Oleh: H. Asmu’i Syarkowi
(Hakim Tinggi PTA Jayapura)
Di salah satu grup WA terjadi perdebatan sedikit sirius mengenai larangan istri selama masa iddah. Pro kontra ini terjadi ketika sekelompok teman tampak selalu mengingatkan agar teman perempuan (salah seorang anggota group) yang baru saja ditimpa musibah, karena ditinggal wafat suaminya, itu tidak keluar rumah (sama sekali) dengan alasan “masih dalam masa iddah”. Dengan maksud ikut berempati, lalu muncul pula pembelaan dari beberapa orang teman yang menganggap, bahwa saran itu sangat tidak adil dan kejam serta membuatnya justru terus larut dalam kesedihan.

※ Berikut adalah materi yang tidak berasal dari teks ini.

impl AtomGroup {
    /// Builds a mass-weighted group from a list of atom handles.
    pub fn from_atoms(atoms: Vec<Atom>) -> Result<Self> {
        if atoms.is_empty() {
            return Err(AtomGroupError::EmptyGroup);
        }
        let mut group = Self {
            atoms,
            dummy_position: None,
            weights: None,
            total_mass: 0.0,
            total_weight: 0.0,
            sorted_ids: Vec::new(),
            settings: FitSettings::default(),
            frame: None,
            rotation: OptimalRotation::identity(),
            no_force: false,
            lab_positions: Vec::new(),
            previous_positions: Vec::new(),
        };
        group.update_totals()?;
        Ok(group)
    }

    /// Builds a group from 0-based topology ids, reading masses from the proxy.
    pub fn from_ids(proxy: &dyn AtomProxy, ids: &[usize]) -> Result<Self> {
        let atoms = ids
            .iter()
            .map(|&id| Atom::new(proxy, id))
            .collect::<Result<Vec<_>>>()?;
        Self::from_atoms(atoms)
    }

    /// Builds a dummy group standing in for a fixed point.
    pub fn dummy(position: DVec3) -> Self {
        Self {
            atoms: Vec::new(),
            dummy_position: Some(position),
            weights: None,
            total_mass: 0.0,
            total_weight: 0.0,
            sorted_ids: Vec::new(),
            settings: FitSettings::default(),
            frame: None,
            rotation: OptimalRotation::identity(),
            no_force: false,
            lab_positions: Vec::new(),
            previous_positions: Vec::new(),
        }
    }

    /// Replaces mass weighting with explicit per-atom weights.
    pub fn with_weights(mut self, weights: Vec<f64>) -> Result<Self> {
        self.require_atoms("with_weights")?;
        if weights.len() != self.atoms.len() {
            return Err(AtomGroupError::WeightCountMismatch {
                expected: self.atoms.len(),
                found: weights.len(),
            });
        }
        self.weights = Some(weights);
        self.update_totals()?;
        let self_weights = self.fit_weights_from_self();
        if let (Some(frame), Some(weights)) = (self.frame.as_mut(), self_weights) {
            if frame.is_self_fit() {
                frame.set_weights(weights);
            }
        }
        Ok(self)
    }

    /// Disables (or re-enables) force application on this group.
    pub fn with_no_force(mut self, no_force: bool) -> Self {
        self.no_force = no_force;
        self
    }

    // ------------------------------------------------------------------
    // Sequence access
    // ------------------------------------------------------------------

    pub fn len(&self) -> usize {
        self.atoms.len()
    }

    pub fn is_empty(&self) -> bool {
        self.atoms.is_empty()
    }

    pub fn iter(&self) -> std::slice::Iter<'_, Atom> {
        self.atoms.iter()
    }

    pub fn iter_mut(&mut self) -> std::slice::IterMut<'_, Atom> {
        self.atoms.iter_mut()
    }

    pub fn atoms(&self) -> &[Atom] {
        &self.atoms
    }

    /// Mutable access to the handles; the group cannot be resized this way.
    pub fn atoms_mut(&mut self) -> &mut [Atom] {
        &mut self.atoms
    }

    /// Appends a handle to a mass-weighted group.
    ///
    /// The handle's `pos` is taken as its lab-frame position. Once positions
    /// have been read, it joins the lab positions used by the fit gradients
    /// and is moved into the fitted frame like the other members.
    pub fn add_atom(&mut self, atom: Atom) -> Result<()> {
        self.check_resizable("add_atom")?;
        if let Some(weights) = &self.weights {
            return Err(AtomGroupError::WeightCountMismatch {
                expected: self.atoms.len() + 1,
                found: weights.len(),
            });
        }
        self.total_mass += atom.mass;
        self.total_weight += atom.mass;
        self.push_atom(atom);
        Ok(())
    }

    /// Appends a handle with an explicit weight to an explicitly weighted
    /// group; positions are handled as in [`AtomGroup::add_atom`].
    pub fn add_weighted_atom(&mut self, atom: Atom, weight: f64) -> Result<()> {
        self.check_resizable("add_weighted_atom")?;
        let Some(weights) = self.weights.as_mut() else {
            return Err(AtomGroupError::WeightCountMismatch {
                expected: 0,
                found: self.atoms.len() + 1,
            });
        };
        weights.push(weight);
        self.total_mass += atom.mass;
        self.total_weight += weight;
        self.push_atom(atom);
        Ok(())
    }

    // ------------------------------------------------------------------
    // Properties
    // ------------------------------------------------------------------

    pub fn is_dummy(&self) -> bool {
        self.dummy_position.is_some()
    }

    pub fn dummy_position(&self) -> Option<DVec3> {
        self.dummy_position
    }

    pub fn total_mass(&self) -> f64 {
        self.total_mass
    }

    /// Sum of the explicit weights, or the total mass for a mass-weighted group.
    pub fn total_weight(&self) -> f64 {
        self.total_weight
    }

    pub fn weights(&self) -> Option<&[f64]> {
        self.weights.as_deref()
    }

    /// Weight of atom `i`: its explicit weight, or its mass.
    #[inline]
    pub fn weight(&self, i: usize) -> f64 {
        match &self.weights {
            Some(weights) => weights[i],
            None => self.atoms[i].mass,
        }
    }

    pub fn no_force(&self) -> bool {
        self.no_force
    }

    pub fn set_no_force(&mut self, no_force: bool) {
        self.no_force = no_force;
    }

    /// Sorted list of the distinct atom ids, built on demand.
    pub fn create_sorted_ids(&mut self) -> Result<&[usize]> {
        self.require_atoms("create_sorted_ids")?;
        if self.sorted_ids.is_empty() {
            let mut ids: Vec<usize> = self.atoms.iter().map(|a| a.id).collect();
            ids.sort_unstable();
            ids.dedup();
            self.sorted_ids = ids;
        }
        Ok(&self.sorted_ids)
    }

    /// Sorted ids, if [`AtomGroup::create_sorted_ids`] has been called.
    pub fn sorted_ids(&self) -> Option<&[usize]> {
        (!self.sorted_ids.is_empty()).then_some(self.sorted_ids.as_slice())
    }

    // ------------------------------------------------------------------
    // Reading data from the host
    // ------------------------------------------------------------------

    /// Refreshes masses from the host and recomputes the totals.
    ///
    /// Needed when the host changes masses after the group was built. The
    /// reference positions are re-centered with the new weights. When the new
    /// masses are rejected the group is left unchanged.
    pub fn update_masses(&mut self, proxy: &dyn AtomProxy) -> Result<()> {
        if self.is_dummy() {
            return Ok(());
        }
        let masses: Vec<f64> = self
            .atoms
            .iter()
            .map(|a| proxy.atom_mass(a.index()))
            .collect();
        let total_mass: f64 = masses.iter().sum();
        let total_weight = match &self.weights {
            Some(weights) => weights.iter().sum(),
            None => total_mass,
        };
        check_totals(total_mass, total_weight)?;

        if let Some(frame) = self.frame.as_mut() {
            if !frame.is_self_fit() {
                frame.update_external_masses(proxy)?;
            }
        }
        for (atom, &mass) in self.atoms.iter_mut().zip(masses.iter()) {
            atom.mass = mass;
        }
        self.total_mass = total_mass;
        self.total_weight = total_weight;

        let self_weights = self.fit_weights_from_self();
        if let Some(frame) = self.frame.as_mut() {
            match self_weights {
                Some(weights) if frame.is_self_fit() => frame.set_weights(weights),
                _ => frame.recenter_reference(),
            }
        }
        log::debug!(
            "Updated masses of a group of {} atoms: total mass {}",
            self.atoms.len(),
            self.total_mass
        );
        Ok(())
    }

    /// Reads the current positions; when centering or rotation is enabled,
    /// the positions are then moved into the fitted frame.
    pub fn read_positions(&mut self, proxy: &dyn AtomProxy) {
        if self.is_dummy() {
            return;
        }
        std::mem::swap(&mut self.previous_positions, &mut self.lab_positions);
        self.lab_positions.clear();
        for atom in self.atoms.iter_mut() {
            atom.read_position(proxy);
            self.lab_positions.push(atom.pos);
        }
        if self.settings.is_fitting() {
            self.calc_apply_roto_translation(proxy);
        }
    }

    /// Reads the current velocities; must follow [`AtomGroup::read_positions`]
    /// so that the same rotation is used.
    pub fn read_velocities(&mut self, proxy: &dyn AtomProxy) {
        if self.is_dummy() {
            return;
        }
        let rotation = self.settings.rotate.then(|| self.rotation.quaternion());
        for atom in self.atoms.iter_mut() {
            atom.read_velocity(proxy);
            if let Some(q) = rotation {
                atom.vel = q * atom.vel;
            }
        }
    }

    /// Reads the system forces of the previous step; must follow
    /// [`AtomGroup::read_positions`] so that the same rotation is used.
    pub fn read_system_forces(&mut self, proxy: &dyn AtomProxy) {
        if self.is_dummy() {
            return;
        }
        let rotation = self.settings.rotate.then(|| self.rotation.quaternion());
        for atom in self.atoms.iter_mut() {
            atom.read_system_force(proxy);
            if let Some(q) = rotation {
                atom.system_force = q * atom.system_force;
            }
        }
    }

    /// Resets position, velocity, force and gradient of every handle,
    /// including the handles onto an external fitting group.
    pub fn reset_atoms_data(&mut self) {
        for atom in self.atoms.iter_mut() {
            atom.reset_data();
        }
        if let Some(frame) = self.frame.as_mut() {
            frame.reset_external_atoms();
        }
    }

    // ------------------------------------------------------------------
    // Geometric queries
    // ------------------------------------------------------------------

    /// Copy of the current positions, in member order.
    pub fn positions(&self) -> Result<Vec<DVec3>> {
        self.require_atoms("positions")?;
        Ok(self.atoms.iter().map(|a| a.pos).collect())
    }

    /// Copy of the current positions, each shifted by `shift`.
    pub fn positions_shifted(&self, shift: DVec3) -> Result<Vec<DVec3>> {
        self.require_atoms("positions_shifted")?;
        Ok(self.atoms.iter().map(|a| a.pos + shift).collect())
    }

    pub fn velocities(&self) -> Result<Vec<DVec3>> {
        self.require_atoms("velocities")?;
        Ok(self.atoms.iter().map(|a| a.vel).collect())
    }

    pub fn system_forces(&self) -> Result<Vec<DVec3>> {
        self.require_atoms("system_forces")?;
        Ok(self.atoms.iter().map(|a| a.system_force).collect())
    }

    /// Sum of the system forces over the group.
    pub fn system_force(&self) -> Result<DVec3> {
        self.require_atoms("system_force")?;
        Ok(self.atoms.iter().map(|a| a.system_force).sum())
    }

    /// Unweighted mean of the positions; no periodic wrapping is applied.
    pub fn center_of_geometry(&self) -> DVec3 {
        if let Some(position) = self.dummy_position {
            return position;
        }
        let sum: DVec3 = self.atoms.iter().map(|a| a.pos).sum();
        sum / self.atoms.len() as f64
    }

    /// Mass-weighted mean of the positions; no periodic wrapping is applied.
    pub fn center_of_mass(&self) -> DVec3 {
        if let Some(position) = self.dummy_position {
            return position;
        }
        let sum: DVec3 = self.atoms.iter().map(|a| a.mass * a.pos).sum();
        sum / self.total_mass
    }

    /// Lab-frame positions captured by the previous [`AtomGroup::read_positions`].
    pub fn previous_positions(&self) -> Option<&[DVec3]> {
        (!self.previous_positions.is_empty()).then_some(self.previous_positions.as_slice())
    }

    /// Lab-frame positions captured by the latest [`AtomGroup::read_positions`].
    pub fn lab_positions(&self) -> &[DVec3] {
        &self.lab_positions
    }

    // ------------------------------------------------------------------
    // Gradients
    // ------------------------------------------------------------------

    /// Sets every atom's gradient to `grad` scaled by its share of the total
    /// mass, as for a quantity computed from the center of mass.
    pub fn set_weighted_gradient(&mut self, grad: DVec3) {
        let total_mass = self.total_mass;
        for atom in self.atoms.iter_mut() {
            atom.grad = (atom.mass / total_mass) * grad;
        }
    }

    /// Copies per-atom gradients (with respect to the current, possibly
    /// fitted, positions) into the handles.
    pub fn set_gradients(&mut self, gradients: &[DVec3]) -> Result<()> {
        self.require_atoms("set_gradients")?;
        if gradients.len() != self.atoms.len() {
            return Err(AtomGroupError::GradientCountMismatch {
                expected: self.atoms.len(),
                found: gradients.len(),
            });
        }
        for (atom, &g) in self.atoms.iter_mut().zip(gradients.iter()) {
            atom.grad = g;
        }
        Ok(())
    }

    pub fn gradients(&self) -> Vec<DVec3> {
        self.atoms.iter().map(|a| a.grad).collect()
    }

    // ------------------------------------------------------------------
    // Rigid moves of the cached positions
    // ------------------------------------------------------------------

    pub fn apply_translation(&mut self, t: DVec3) {
        for atom in self.atoms.iter_mut() {
            atom.pos += t;
        }
    }

    pub fn apply_rotation(&mut self, q: DQuat) {
        for atom in self.atoms.iter_mut() {
            atom.pos = q * atom.pos;
        }
    }

    // ------------------------------------------------------------------
    // Internals
    // ------------------------------------------------------------------

    fn require_atoms(&self, operation: &'static str) -> Result<()> {
        if self.is_dummy() {
            Err(AtomGroupError::DummyGroup { operation })
        } else {
            Ok(())
        }
    }

    fn check_resizable(&self, operation: &'static str) -> Result<()> {
        self.require_atoms(operation)?;
        match &self.frame {
            Some(frame) if frame.is_self_fit() => Err(AtomGroupError::CannotResizeFittedGroup),
            _ => Ok(()),
        }
    }

    fn push_atom(&mut self, mut atom: Atom) {
        if !self.lab_positions.is_empty() && self.lab_positions.len() == self.atoms.len() {
            self.lab_positions.push(atom.pos);
            atom.pos = self.to_fitted_frame(atom.pos);
        }
        self.atoms.push(atom);
        self.sorted_ids.clear();
    }

    fn update_totals(&mut self) -> Result<()> {
        self.total_mass = self.atoms.iter().map(|a| a.mass).sum();
        self.total_weight = match &self.weights {
            Some(weights) => weights.iter().sum(),
            None => self.total_mass,
        };
        check_totals(self.total_mass, self.total_weight)
    }

    /// Weights of this group's own atoms, as used when it fits against itself.
    fn fit_weights_from_self(&self) -> Option<Vec<f64>> {
        if self.is_dummy() {
            return None;
        }
        Some((0..self.atoms.len()).map(|i| self.weight(i)).collect())
    }
}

Sebab, di samping di rumah sendirian, dia tentu perlu keluar rumah sekedar memenuhi kebutuhan hidupnya atau ke rumah teman sesama perempuan sekedar mengusir kesepian di rumah.
Untuk merespon hal tersebut, sengaja penulis kutipkan pendapat fikih yang ditulis oleh As Sayid Sabiq seorang Ulama kontemporer Al Azhar Mesir, dalam Kitab Fiqhus Sunnah dan pendapat fikih Indonesia sebagaimana tertuang dalam Kompilasi Hukum Islam.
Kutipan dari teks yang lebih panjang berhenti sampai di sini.